95 Deuxièmement, il serait indiscutable que les juridictions nationales ont, dans le
cadre d’un litige pendant devant elles, un large pouvoir d’appréciation pour
déterminer si elles doivent formuler ou non une demande préjudicielle. A cet
égard, la république d’Autriche soutient que, dans la mesure où la Cour avait
considéré, dans son arrêt Schöning-Kougebetopoulou, précité, que les primes de
fidélité ne sont pas, par principe, contraires aux dispositions relatives à la libre
circulation des travailleurs, le Verwaltungsgerichtshof est parvenu à juste titre à la
conclusion qu’il pouvait, dans le litige dont il avait à connaître, trancher
lui-même les questions de droit communautaire.
I – 10322 KÖBLER
96 Troisièmement, dans l’hypothèse où la Cour reconnaîtrait que le Verwaltungsgerichtshof n’a pas respecté le droit communautaire dans son arrêt du 24 juin
1998, le comportement de cette juridiction ne pourrait, en tout état de cause, être
qualifié de violation caractérisée dudit droit.
97 Quatrièmement, la république d’Autriche prétend que le retrait par le Verwaltungsgerichtshof de la demande préjudicielle adressée à la Cour ne peut en aucun
cas présenter un lien de causalité avec le dommage invoqué concrètement par
M. Köbler.

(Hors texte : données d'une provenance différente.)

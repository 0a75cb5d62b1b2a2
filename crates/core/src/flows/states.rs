use rust_decimal::Decimal;
use serde::{Deserialize, Serialize};

use crate::domain::invoice::{NewDebtor, NewInvoice};

#[derive(Clone, Copy, Debug, PartialEq, Eq, Hash, Serialize, Deserialize)]
pub enum FlowType {
    Invoice,
    Debtor,
}

impl FlowType {
    pub fn label(self) -> &'static str {
        match self {
            Self::Invoice => "invoice",
            Self::Debtor => "debtor",
        }
    }
}

#[derive(Clone, Copy, Debug, PartialEq, Eq, Hash, Serialize, Deserialize)]
pub enum FlowState {
    AwaitingDebtor,
    AwaitingItem,
    AwaitingQuantity,
    AwaitingName,
    AwaitingPhone,
    AwaitingConfirm,
    Completed,
    Cancelled,
}

impl FlowState {
    pub fn is_terminal(self) -> bool {
        matches!(self, Self::Completed | Self::Cancelled)
    }
}

#[derive(Clone, Debug, PartialEq, Eq, Serialize, Deserialize)]
pub enum FlowEvent {
    DebtorEntered(String),
    /// Item code after catalogue lookup. A failed lookup still produces this
    /// event with description `unknown` and a zero price.
    ItemResolved { code: String, description: String, unit_price: Decimal },
    QuantityEntered(String),
    NameEntered(String),
    PhoneEntered(String),
    Confirmed,
    ConfirmationUnclear,
    CancelRequested,
}

/// Field values collected so far by an active wizard.
#[derive(Clone, Debug, Default, PartialEq, Eq, Serialize, Deserialize)]
pub struct WizardScratch {
    pub debtor_code: Option<String>,
    pub item_code: Option<String>,
    pub description: Option<String>,
    pub unit_price: Option<Decimal>,
    pub quantity: Option<Decimal>,
    pub company_name: Option<String>,
    pub phone: Option<String>,
}

impl WizardScratch {
    pub fn invoice_total(&self) -> Option<Decimal> {
        Some(self.quantity? * self.unit_price?)
    }

    pub fn missing_invoice_fields(&self) -> Vec<String> {
        let mut missing = Vec::new();
        if self.debtor_code.is_none() {
            missing.push("debtor_code".to_owned());
        }
        if self.item_code.is_none() {
            missing.push("item_code".to_owned());
        }
        if self.unit_price.is_none() {
            missing.push("unit_price".to_owned());
        }
        if self.quantity.is_none() {
            missing.push("quantity".to_owned());
        }
        missing
    }

    pub fn missing_debtor_fields(&self) -> Vec<String> {
        let mut missing = Vec::new();
        if self.company_name.is_none() {
            missing.push("company_name".to_owned());
        }
        if self.phone.is_none() {
            missing.push("phone".to_owned());
        }
        missing
    }

    pub fn to_new_invoice(&self) -> Option<NewInvoice> {
        Some(NewInvoice {
            debtor_code: self.debtor_code.clone()?,
            item_code: self.item_code.clone()?,
            quantity: self.quantity?,
            unit_price: self.unit_price?,
            description: None,
        })
    }

    pub fn to_new_debtor(&self) -> Option<NewDebtor> {
        Some(NewDebtor {
            company_name: self.company_name.clone()?,
            phone: self.phone.clone()?,
            address: String::new(),
            register_no: String::new(),
        })
    }
}

#[derive(Clone, Debug, PartialEq, Eq, Serialize, Deserialize)]
pub enum FlowAction {
    PromptForDebtor,
    PromptForItem,
    PromptForQuantity,
    RepromptQuantity { input: String },
    PromptForName,
    PromptForPhone,
    PresentSummary,
    SubmitInvoice(NewInvoice),
    SubmitDebtor(NewDebtor),
    DiscardScratch,
}

#[derive(Clone, Debug, PartialEq, Eq, Serialize, Deserialize)]
pub struct TransitionOutcome {
    pub from: FlowState,
    pub to: FlowState,
    pub event: FlowEvent,
    pub actions: Vec<FlowAction>,
    pub scratch: WizardScratch,
}
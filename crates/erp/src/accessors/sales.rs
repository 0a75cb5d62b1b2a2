use aiaa_core::domain::fields;
use aiaa_core::domain::invoice::InvoiceHeader;
use aiaa_core::domain::sales::{self, SalesSummary};
use chrono::NaiveDate;
use serde_json::json;
use tracing::debug;

use super::{unavailable, ErpService};
use crate::client::HttpMethod;
use crate::gateway::ErpError;

impl ErpService {
    /// One invoice-list call covering `date` and the day before it.
    pub(crate) async fn fetch_sales_summary(&self, date: NaiveDate) -> Result<SalesSummary, ErpError> {
        let endpoint = &self.session.endpoints().invoice_list;
        let payload = json!({
            "DateFrom": sales::format_erp_date(sales::previous_day(date)),
            "DateTo": sales::format_erp_date(date),
        });

        let headers: Vec<InvoiceHeader> = self
            .session
            .request_outcome(HttpMethod::Post, endpoint, Some(payload))
            .await
            .map_err(unavailable)?
            .map(|response| {
                fields::rows_from_response(&response).iter().map(InvoiceHeader::from_record).collect()
            })
            .unwrap_or_default();

        let summary = SalesSummary::aggregate(date, &headers);
        debug!(
            event_name = "erp.sales.aggregated",
            date = %sales::format_erp_date(date),
            invoices = headers.len(),
            counted = summary.invoice_count,
            "sales summary computed"
        );
        Ok(summary)
    }
}
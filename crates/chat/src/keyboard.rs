use aiaa_core::domain::chat::ChatId;
use aiaa_core::reply::{ReplyFormat, ReplyMessage};
use serde::Serialize;

#[derive(Clone, Debug, PartialEq, Eq, Serialize)]
pub struct InlineKeyboardButton {
    pub text: String,
    pub callback_data: String,
}

#[derive(Clone, Debug, PartialEq, Eq, Serialize)]
pub struct InlineKeyboardMarkup {
    pub inline_keyboard: Vec<Vec<InlineKeyboardButton>>,
}

pub fn inline_keyboard(reply: &ReplyMessage) -> Option<InlineKeyboardMarkup> {
    if !reply.has_keyboard() {
        return None;
    }

    let rows = reply
        .keyboard
        .iter()
        .filter(|row| !row.is_empty())
        .map(|row| {
            row.iter()
                .map(|button| InlineKeyboardButton {
                    text: button.label.clone(),
                    callback_data: button.action_id.clone(),
                })
                .collect()
        })
        .collect();
    Some(InlineKeyboardMarkup { inline_keyboard: rows })
}

pub fn parse_mode(format: ReplyFormat) -> Option<&'static str> {
    match format {
        ReplyFormat::Plain => None,
        ReplyFormat::Markdown => Some("Markdown"),
    }
}

/// Body of a `sendMessage` or `editMessageText` call.
#[derive(Clone, Debug, PartialEq, Eq, Serialize)]
pub struct OutgoingMessage {
    pub chat_id: i64,
    #[serde(skip_serializing_if = "Option::is_none")]
    pub message_id: Option<i64>,
    pub text: String,
    #[serde(skip_serializing_if = "Option::is_none")]
    pub parse_mode: Option<&'static str>,
    #[serde(skip_serializing_if = "Option::is_none")]
    pub reply_markup: Option<InlineKeyboardMarkup>,
}

impl OutgoingMessage {
    pub fn send(chat: ChatId, reply: &ReplyMessage) -> Self {
        Self {
            chat_id: chat.0,
            message_id: None,
            text: reply.text.clone(),
            parse_mode: parse_mode(reply.format),
            reply_markup: inline_keyboard(reply),
        }
    }

    pub fn edit(chat: ChatId, message_id: i64, reply: &ReplyMessage) -> Self {
        Self { message_id: Some(message_id), ..Self::send(chat, reply) }
    }

    /// Same message with markup parsing switched off.
    pub fn as_plain(&self) -> Self {
        Self { parse_mode: None, ..self.clone() }
    }
}

#[cfg(test)]
mod tests {
    use aiaa_core::domain::chat::ChatId;
    use aiaa_core::reply::ReplyMessage;
    use serde_json::json;

    use super::OutgoingMessage;

    #[test]
    fn markdown_reply_with_keyboard_serializes_for_send() {
        let reply = ReplyMessage::builder("*Menu*")
            .markdown()
            .row(|row| {
                row.button("sales_today", "📊 Sales Today").button("help_info", "💡 Help");
            })
            .build();

        let body = serde_json::to_value(OutgoingMessage::send(ChatId(5), &reply)).expect("serializes");

        assert_eq!(
            body,
            json!({
                "chat_id": 5,
                "text": "*Menu*",
                "parse_mode": "Markdown",
                "reply_markup": {"inline_keyboard": [[
                    {"text": "📊 Sales Today", "callback_data": "sales_today"},
                    {"text": "💡 Help", "callback_data": "help_info"}
                ]]}
            })
        );
    }

    #[test]
    fn plain_edit_omits_optional_fields() {
        let reply = ReplyMessage::plain("done");

        let body =
            serde_json::to_value(OutgoingMessage::edit(ChatId(5), 77, &reply)).expect("serializes");

        assert_eq!(body, json!({"chat_id": 5, "message_id": 77, "text": "done"}));
    }

    #[test]
    fn plain_fallback_drops_parse_mode_only() {
        let reply = ReplyMessage::markdown("a_b");
        let message = OutgoingMessage::send(ChatId(1), &reply);

        let plain = message.as_plain();

        assert_eq!(plain.parse_mode, None);
        assert_eq!(plain.text, "a_b");
    }
}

Une telle argumentation reposerait en effet sur la supposition
parfaitement inadmissible qu’une décision à titre préjudiciel de la Cour aurait, en
cas de maintien de la demande, nécessairement confirmé la thèse juridique de
M. Kobler. En d’autres termes, elle impliquerait que le dommage constitué par le
non-paiement de l’indemnité spéciale d’ancienneté pour la période du 1er
janvier
1995 au 28 février 2001 ne serait pas survenu si la demande préjudicielle avait été
maintenue et avait donné lieu à une décision de la Cour. Or, il ne serait ni possible
de fonder l’argumentation d’une partie au principal en préjugeant ce que la Cour
aurait décidé dans le cadre d’une procédure préjudicielle ni admissible de faire
valoir un dommage sur cette base.
98 Le gouvernement allemand soutient, pour sa part, qu’il incombe à la juridiction
nationale compétente de déterminer si les conditions de la responsabilité de l’État
membre sont remplies.
99 La Commission considère que la responsabilité de l’État membre n’est pas
engagée dans l’affaire au principal. En effet, bien que, selon elle, le Verwaltungsgerichtshof ait, dans son arrêt du 24 juin 1998, mal interprété l’arrêt SchöningKougebetopoulou, précité, et, en outre, violé l’article 48 du traité en jugeant que
l’article 50 bis du GG n’était pas contraire au droit communautaire, cette
violation serait en quelque sorte excusable.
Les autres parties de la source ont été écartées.